▶ _What you need to do_:
Exactly the lines from the start of the data through the line containing "keys, for example" should be output, with both ends kept and nothing added.
# # #
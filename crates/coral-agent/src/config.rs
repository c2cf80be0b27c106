//! Agent settings.
//!
//! Sources are layered: built-in defaults, then an optional TOML file, then
//! `CORAL_*` environment variables (`__` separates nested keys, for example
//! `CORAL_CONNECTION__BASE_URL`), then explicit overrides from the command line.
//! Credentials fall back to the conventional `OPENAI_API_KEY`,
//! `WORLD_NEWS_API_KEY`, `GOOGLE_API_KEY`, `SEARCH_ENGINE_ID` and `JINA_API_KEY`
//! variables.
use ::config::{Config, Environment, File, FileFormat};
use serde::{Deserialize, Serialize};
use std::path::{Path, PathBuf};
use std::sync::Arc;
use std::time::Duration;

use crate::connection::{AgentQuery, ConnectionConfig, TransportKind};
use crate::driver::{Backoff, DriverConfig, RetryPolicy};
use crate::profile::{AgentProfile, Directive};
use crate::providers::configs::{OpenAiProviderConfig, OPENAI_HOST, OPENAI_MODEL};
use crate::toolbox::human::{HumanResponder, HumanToolbox};
use crate::toolbox::math::MathToolbox;
use crate::toolbox::news::{NewsToolbox, WORLD_NEWS_HOST};
use crate::toolbox::search::{SearchConfig, SearchToolbox, GOOGLE_SEARCH_HOST, JINA_READER_HOST};
use crate::toolbox::Toolbox;

mod error;

pub use error::{to_env_var, ConfigError};

pub const OPENAI_API_KEY: &str = "OPENAI_API_KEY";
pub const WORLD_NEWS_API_KEY: &str = "WORLD_NEWS_API_KEY";
pub const GOOGLE_API_KEY: &str = "GOOGLE_API_KEY";
pub const SEARCH_ENGINE_ID: &str = "SEARCH_ENGINE_ID";
pub const JINA_API_KEY: &str = "JINA_API_KEY";

pub const DEFAULT_CORAL_URL: &str =
    "http://localhost:5555/devmode/exampleApplication/privkey/session1/sse";

/// Must stay above the longest `timeoutMs` a built-in directive asks `wait_for_mentions` for
pub const DEFAULT_READ_TIMEOUT_SECS: u64 = 90;

#[derive(Debug, Clone, Default, PartialEq, Serialize, Deserialize)]
#[serde(default)]
pub struct AgentSettings {
    pub agent_id: String,
    pub agent_description: String,
    pub profile: AgentProfile,
    /// A tera template replacing the profile's built-in directive
    pub directive_file: Option<PathBuf>,
    /// Model turns allowed within one run step
    pub max_turns: Option<usize>,
    /// Loop iterations before the driver stops
    pub max_steps: Option<u64>,
}

#[derive(Debug, Clone, PartialEq, Serialize, Deserialize)]
#[serde(default)]
pub struct ConnectionSettings {
    pub base_url: String,
    pub transport: TransportKind,
    pub wait_for_agents: u32,
    pub timeout_secs: u64,
    pub read_timeout_secs: u64,
}

impl Default for ConnectionSettings {
    fn default() -> Self {
        Self {
            base_url: DEFAULT_CORAL_URL.to_string(),
            transport: TransportKind::Sse,
            wait_for_agents: 2,
            timeout_secs: 30,
            read_timeout_secs: DEFAULT_READ_TIMEOUT_SECS,
        }
    }
}

/// A second MCP server whose tools the agent treats as its own
#[derive(Debug, Clone, PartialEq, Serialize, Deserialize)]
#[serde(default)]
pub struct ToolServerSettings {
    pub server_url: String,
    pub transport: TransportKind,
    pub timeout_secs: u64,
    pub read_timeout_secs: u64,
}

impl Default for ToolServerSettings {
    fn default() -> Self {
        Self {
            server_url: String::new(),
            transport: TransportKind::Sse,
            timeout_secs: 30,
            read_timeout_secs: DEFAULT_READ_TIMEOUT_SECS,
        }
    }
}

#[derive(Clone, PartialEq, Serialize, Deserialize)]
#[serde(default)]
pub struct ProviderSettings {
    pub host: String,
    pub api_key: Option<String>,
    pub model: String,
    pub temperature: Option<f32>,
    pub max_tokens: Option<i32>,
}

impl Default for ProviderSettings {
    fn default() -> Self {
        Self {
            host: OPENAI_HOST.to_string(),
            api_key: None,
            model: OPENAI_MODEL.to_string(),
            temperature: Some(0.3),
            max_tokens: Some(4096),
        }
    }
}

impl std::fmt::Debug for ProviderSettings {
    fn fmt(&self, f: &mut std::fmt::Formatter<'_>) -> std::fmt::Result {
        f.debug_struct("ProviderSettings")
            .field("host", &self.host)
            .field("api_key", &self.api_key.as_ref().map(|_| "<redacted>"))
            .field("model", &self.model)
            .field("temperature", &self.temperature)
            .field("max_tokens", &self.max_tokens)
            .finish()
    }
}

#[derive(Debug, Clone, PartialEq, Serialize, Deserialize)]
#[serde(default)]
pub struct RetrySettings {
    /// Unset retries forever
    pub connect_max_attempts: Option<u32>,
    pub connect_delay_secs: u64,
    pub step_delay_secs: u64,
    pub recover_delay_secs: u64,
    /// When set, recovery delays double per consecutive failure up to this cap
    pub recover_max_delay_secs: Option<u64>,
    pub bootstrap_settle_secs: u64,
}

impl Default for RetrySettings {
    fn default() -> Self {
        Self {
            connect_max_attempts: None,
            connect_delay_secs: 5,
            step_delay_secs: 1,
            recover_delay_secs: 5,
            recover_max_delay_secs: None,
            bootstrap_settle_secs: 8,
        }
    }
}

#[derive(Clone, PartialEq, Serialize, Deserialize)]
#[serde(default)]
pub struct NewsSettings {
    pub host: String,
    pub api_key: Option<String>,
}

impl Default for NewsSettings {
    fn default() -> Self {
        Self {
            host: WORLD_NEWS_HOST.to_string(),
            api_key: None,
        }
    }
}

impl std::fmt::Debug for NewsSettings {
    fn fmt(&self, f: &mut std::fmt::Formatter<'_>) -> std::fmt::Result {
        f.debug_struct("NewsSettings")
            .field("host", &self.host)
            .field("api_key", &self.api_key.as_ref().map(|_| "<redacted>"))
            .finish()
    }
}

#[derive(Clone, PartialEq, Serialize, Deserialize)]
#[serde(default)]
pub struct SearchSettings {
    pub google_host: String,
    pub google_api_key: Option<String>,
    pub search_engine_id: Option<String>,
    pub reader_host: String,
    pub reader_api_key: Option<String>,
}

impl Default for SearchSettings {
    fn default() -> Self {
        Self {
            google_host: GOOGLE_SEARCH_HOST.to_string(),
            google_api_key: None,
            search_engine_id: None,
            reader_host: JINA_READER_HOST.to_string(),
            reader_api_key: None,
        }
    }
}

impl std::fmt::Debug for SearchSettings {
    fn fmt(&self, f: &mut std::fmt::Formatter<'_>) -> std::fmt::Result {
        f.debug_struct("SearchSettings")
            .field("google_host", &self.google_host)
            .field("google_api_key", &self.google_api_key.as_ref().map(|_| "<redacted>"))
            .field("search_engine_id", &self.search_engine_id)
            .field("reader_host", &self.reader_host)
            .field("reader_api_key", &self.reader_api_key.as_ref().map(|_| "<redacted>"))
            .finish()
    }
}

#[derive(Debug, Clone, Default, PartialEq, Serialize, Deserialize)]
#[serde(default)]
pub struct Settings {
    pub agent: AgentSettings,
    pub connection: ConnectionSettings,
    pub tool_server: Option<ToolServerSettings>,
    pub provider: ProviderSettings,
    pub retry: RetrySettings,
    pub news: NewsSettings,
    pub search: SearchSettings,
}

/// Keep a configured value, else take a non-empty one from the environment
fn fill<F>(value: &mut Option<String>, env: &F, key: &str) -> bool
where
    F: Fn(&str) -> Option<String>,
{
    if !value.as_deref().is_some_and(|v| !v.is_empty()) {
        *value = env(key).filter(|v| !v.is_empty());
    }
    value.is_some()
}

impl Settings {
    /// Load from every source and validate
    pub fn load(path: Option<&Path>, overrides: &[(&str, String)]) -> Result<Self, ConfigError> {
        let mut builder = Config::builder();
        if let Some(path) = path {
            builder = builder.add_source(File::from(path).format(FileFormat::Toml).required(true));
        }
        builder = builder.add_source(
            Environment::with_prefix("CORAL")
                .prefix_separator("_")
                .separator("__")
                .try_parsing(true),
        );
        for (key, value) in overrides {
            builder = builder.set_override(*key, value.as_str())?;
        }

        let settings: Settings = builder.build()?.try_deserialize().map_err(|err| {
            tracing::debug!("Configuration error: {:?}", &err);
            match &err {
                ::config::ConfigError::NotFound(field) => ConfigError::MissingEnvVar {
                    env_var: to_env_var(field),
                },
                _ => ConfigError::Other(err),
            }
        })?;

        settings.resolve_credentials(|key| std::env::var(key).ok())
    }

    /// Fill credentials from the environment and check everything a run needs.
    ///
    /// Nothing here touches the network.
    pub fn resolve_credentials<F>(mut self, env: F) -> Result<Self, ConfigError>
    where
        F: Fn(&str) -> Option<String>,
    {
        let missing = |key: &str| ConfigError::MissingEnvVar {
            env_var: key.to_string(),
        };

        if !fill(&mut self.provider.api_key, &env, OPENAI_API_KEY) {
            return Err(missing(OPENAI_API_KEY));
        }

        let profile = self.agent.profile;
        if profile.requires_news() && !fill(&mut self.news.api_key, &env, WORLD_NEWS_API_KEY) {
            return Err(missing(WORLD_NEWS_API_KEY));
        }
        if profile.requires_search() {
            let search = &mut self.search;
            if !fill(&mut search.google_api_key, &env, GOOGLE_API_KEY) {
                return Err(missing(GOOGLE_API_KEY));
            }
            if !fill(&mut search.search_engine_id, &env, SEARCH_ENGINE_ID) {
                return Err(missing(SEARCH_ENGINE_ID));
            }
            fill(&mut search.reader_api_key, &env, JINA_API_KEY);
        }

        self.validate()?;
        Ok(self)
    }

    fn validate(&self) -> Result<(), ConfigError> {
        if self.agent.agent_id.trim().is_empty() {
            return Err(ConfigError::Invalid(format!(
                "agent.agent_id must be set (or {})",
                to_env_var("agent.agent_id")
            )));
        }
        if self.connection.base_url.trim().is_empty() {
            return Err(ConfigError::Invalid("connection.base_url must be set".into()));
        }

        if self.agent.profile.requires_tool_server()
            && self
                .tool_server
                .as_ref()
                .map_or(true, |s| s.server_url.trim().is_empty())
        {
            return Err(ConfigError::Invalid(format!(
                "the {} profile needs tool_server.server_url",
                self.agent.profile
            )));
        }

        Ok(())
    }

    pub fn connection_config(&self) -> ConnectionConfig {
        ConnectionConfig {
            transport: self.connection.transport,
            base_url: self.connection.base_url.clone(),
            params: Some(AgentQuery {
                wait_for_agents: self.connection.wait_for_agents,
                agent_id: self.agent.agent_id.clone(),
                agent_description: self.agent.agent_description.clone(),
            }),
            timeout: Duration::from_secs(self.connection.timeout_secs),
            read_timeout: Duration::from_secs(self.connection.read_timeout_secs),
        }
    }

    pub fn tool_server_configs(&self) -> Vec<ConnectionConfig> {
        self.tool_server
            .iter()
            .filter(|s| !s.server_url.trim().is_empty())
            .map(|s| ConnectionConfig {
                transport: s.transport,
                base_url: s.server_url.clone(),
                params: None,
                timeout: Duration::from_secs(s.timeout_secs),
                read_timeout: Duration::from_secs(s.read_timeout_secs),
            })
            .collect()
    }

    pub fn driver_config(&self) -> DriverConfig {
        let retry = &self.retry;
        let recover_delay = Duration::from_secs(retry.recover_delay_secs);
        let recover_backoff = match retry.recover_max_delay_secs {
            Some(max) => Backoff::Exponential {
                initial: recover_delay,
                max: Duration::from_secs(max),
            },
            None => Backoff::Fixed(recover_delay),
        };

        DriverConfig {
            connection: self.connection_config(),
            tool_servers: self.tool_server_configs(),
            connect_retry: RetryPolicy::fixed(
                Duration::from_secs(retry.connect_delay_secs),
                retry.connect_max_attempts,
            ),
            recover_backoff,
            step_delay: Duration::from_secs(retry.step_delay_secs),
            bootstrap: self.agent.profile.bootstrap(&self.agent.agent_id),
            bootstrap_settle: Duration::from_secs(retry.bootstrap_settle_secs),
            max_iterations: self.agent.max_steps,
        }
    }

    pub fn provider_config(&self) -> OpenAiProviderConfig {
        OpenAiProviderConfig {
            host: self.provider.host.clone(),
            api_key: self.provider.api_key.clone().unwrap_or_default(),
            model: self.provider.model.clone(),
            temperature: self.provider.temperature,
            max_tokens: self.provider.max_tokens,
        }
    }

    pub fn directive(&self) -> Result<Directive, ConfigError> {
        let agent = &self.agent;
        let template = match &agent.directive_file {
            Some(path) => std::fs::read_to_string(path).map_err(|e| {
                ConfigError::Invalid(format!(
                    "cannot read directive file {}: {}",
                    path.display(),
                    e
                ))
            })?,
            None => agent.profile.directive_template().to_string(),
        };
        Ok(Directive::new(
            template,
            agent.agent_id.clone(),
            agent.agent_description.clone(),
        ))
    }

    /// The in-process toolboxes the profile needs
    pub fn local_toolboxes(
        &self,
        responder: Box<dyn HumanResponder>,
    ) -> Result<Vec<Arc<dyn Toolbox>>, ConfigError> {
        let profile = self.agent.profile;
        let mut toolboxes: Vec<Arc<dyn Toolbox>> = Vec::new();
        if profile.requires_human() {
            toolboxes.push(Arc::new(HumanToolbox::new(responder)));
        }
        if profile.requires_news() {
            let news = NewsToolbox::new(
                self.news.host.clone(),
                self.news.api_key.clone().unwrap_or_default(),
            )
            .map_err(|e| ConfigError::Invalid(e.to_string()))?;
            toolboxes.push(Arc::new(news));
        }
        if profile.requires_math() {
            toolboxes.push(Arc::new(MathToolbox::new()));
        }
        if profile.requires_search() {
            let search = SearchToolbox::new(SearchConfig {
                google_host: self.search.google_host.clone(),
                google_api_key: self.search.google_api_key.clone().unwrap_or_default(),
                search_engine_id: self.search.search_engine_id.clone().unwrap_or_default(),
                reader_host: self.search.reader_host.clone(),
                reader_api_key: self.search.reader_api_key.clone(),
            })
            .map_err(|e| ConfigError::Invalid(e.to_string()))?;
            toolboxes.push(Arc::new(search));
        }
        Ok(toolboxes)
    }
}
use anyhow::Result as AnyhowResult;
use async_trait::async_trait;
use indoc::indoc;
use serde_json::json;
use tokio::io::{AsyncBufRead, AsyncBufReadExt, AsyncWrite, AsyncWriteExt, BufReader, Stdin, Stdout};
use tokio::sync::Mutex;

use super::Toolbox;
use crate::errors::{AgentError, AgentResult};
use crate::models::content::Content;
use crate::models::tool::{Tool, ToolCall};

pub const ASK_HUMAN_TOOL: &str = "ask_human";

/// Something that can put a question to a person and return their answer
#[async_trait]
pub trait HumanResponder: Send + Sync {
    async fn ask(&self, question: &str) -> AnyhowResult<String>;
}

/// Asks on a writer and reads one line per answer from a reader.
///
/// The reader is kept between questions so input typed ahead is not dropped.
pub struct LineResponder<R, W> {
    io: Mutex<(R, W)>,
}

/// Asks on stdout and reads from stdin
pub type StdinResponder = LineResponder<BufReader<Stdin>, Stdout>;

impl StdinResponder {
    pub fn stdio() -> Self {
        Self::new(BufReader::new(tokio::io::stdin()), tokio::io::stdout())
    }
}

impl Default for StdinResponder {
    fn default() -> Self {
        Self::stdio()
    }
}

impl<R, W> LineResponder<R, W> {
    pub fn new(reader: R, writer: W) -> Self {
        Self {
            io: Mutex::new((reader, writer)),
        }
    }
}

#[async_trait]
impl<R, W> HumanResponder for LineResponder<R, W>
where
    R: AsyncBufRead + Unpin + Send,
    W: AsyncWrite + Unpin + Send,
{
    async fn ask(&self, question: &str) -> AnyhowResult<String> {
        let mut io = self.io.lock().await;
        let (reader, writer) = &mut *io;
        writer
            .write_all(format!("Agent asks: {}\nYour response: ", question).as_bytes())
            .await?;
        writer.flush().await?;

        let mut line = String::new();
        if reader.read_line(&mut line).await? == 0 {
            anyhow::bail!("input closed before an answer was given");
        }
        Ok(line.trim_end_matches(['\r', '\n']).to_string())
    }
}

/// Local toolbox exposing the `ask_human` tool
pub struct HumanToolbox {
    tools: Vec<Tool>,
    responder: Box<dyn HumanResponder>,
}

impl HumanToolbox {
    pub fn new(responder: Box<dyn HumanResponder>) -> Self {
        let ask_human = Tool::new(
            ASK_HUMAN_TOOL,
            indoc! {r#"
                Ask the user a question and wait for a response.
            "#}
            .trim(),
            json!({
                "type": "object",
                "required": ["question"],
                "properties": {
                    "question": {"type": "string"}
                }
            }),
        );

        Self {
            tools: vec![ask_human],
            responder,
        }
    }
}

#[async_trait]
impl Toolbox for HumanToolbox {
    fn name(&self) -> &str {
        "human"
    }

    fn tools(&self) -> &[Tool] {
        &self.tools
    }

    async fn call(&self, tool_call: ToolCall) -> AgentResult<Vec<Content>> {
        if tool_call.name != ASK_HUMAN_TOOL {
            return Err(AgentError::ToolNotFound(tool_call.name));
        }

        let question = tool_call
            .arguments
            .get("question")
            .and_then(|v| v.as_str())
            .ok_or_else(|| AgentError::InvalidParameters("Missing 'question' parameter".into()))?;

        tracing::info!(question, "asking the user");
        let answer = self
            .responder
            .ask(question)
            .await
            .map_err(|e| AgentError::ExecutionError(e.to_string()))?;

        Ok(vec![Content::text(answer)])
    }
}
# # #
▶ _Task output_:
filename crates/coral-agent/src/config.rs
repository c2cf80be0b27c106
//! Agent settings.
//!
//! Sources are layered: built-in defaults, then an optional TOML file, then
//! `CORAL_*` environment variables (`__` separates nested keys, for example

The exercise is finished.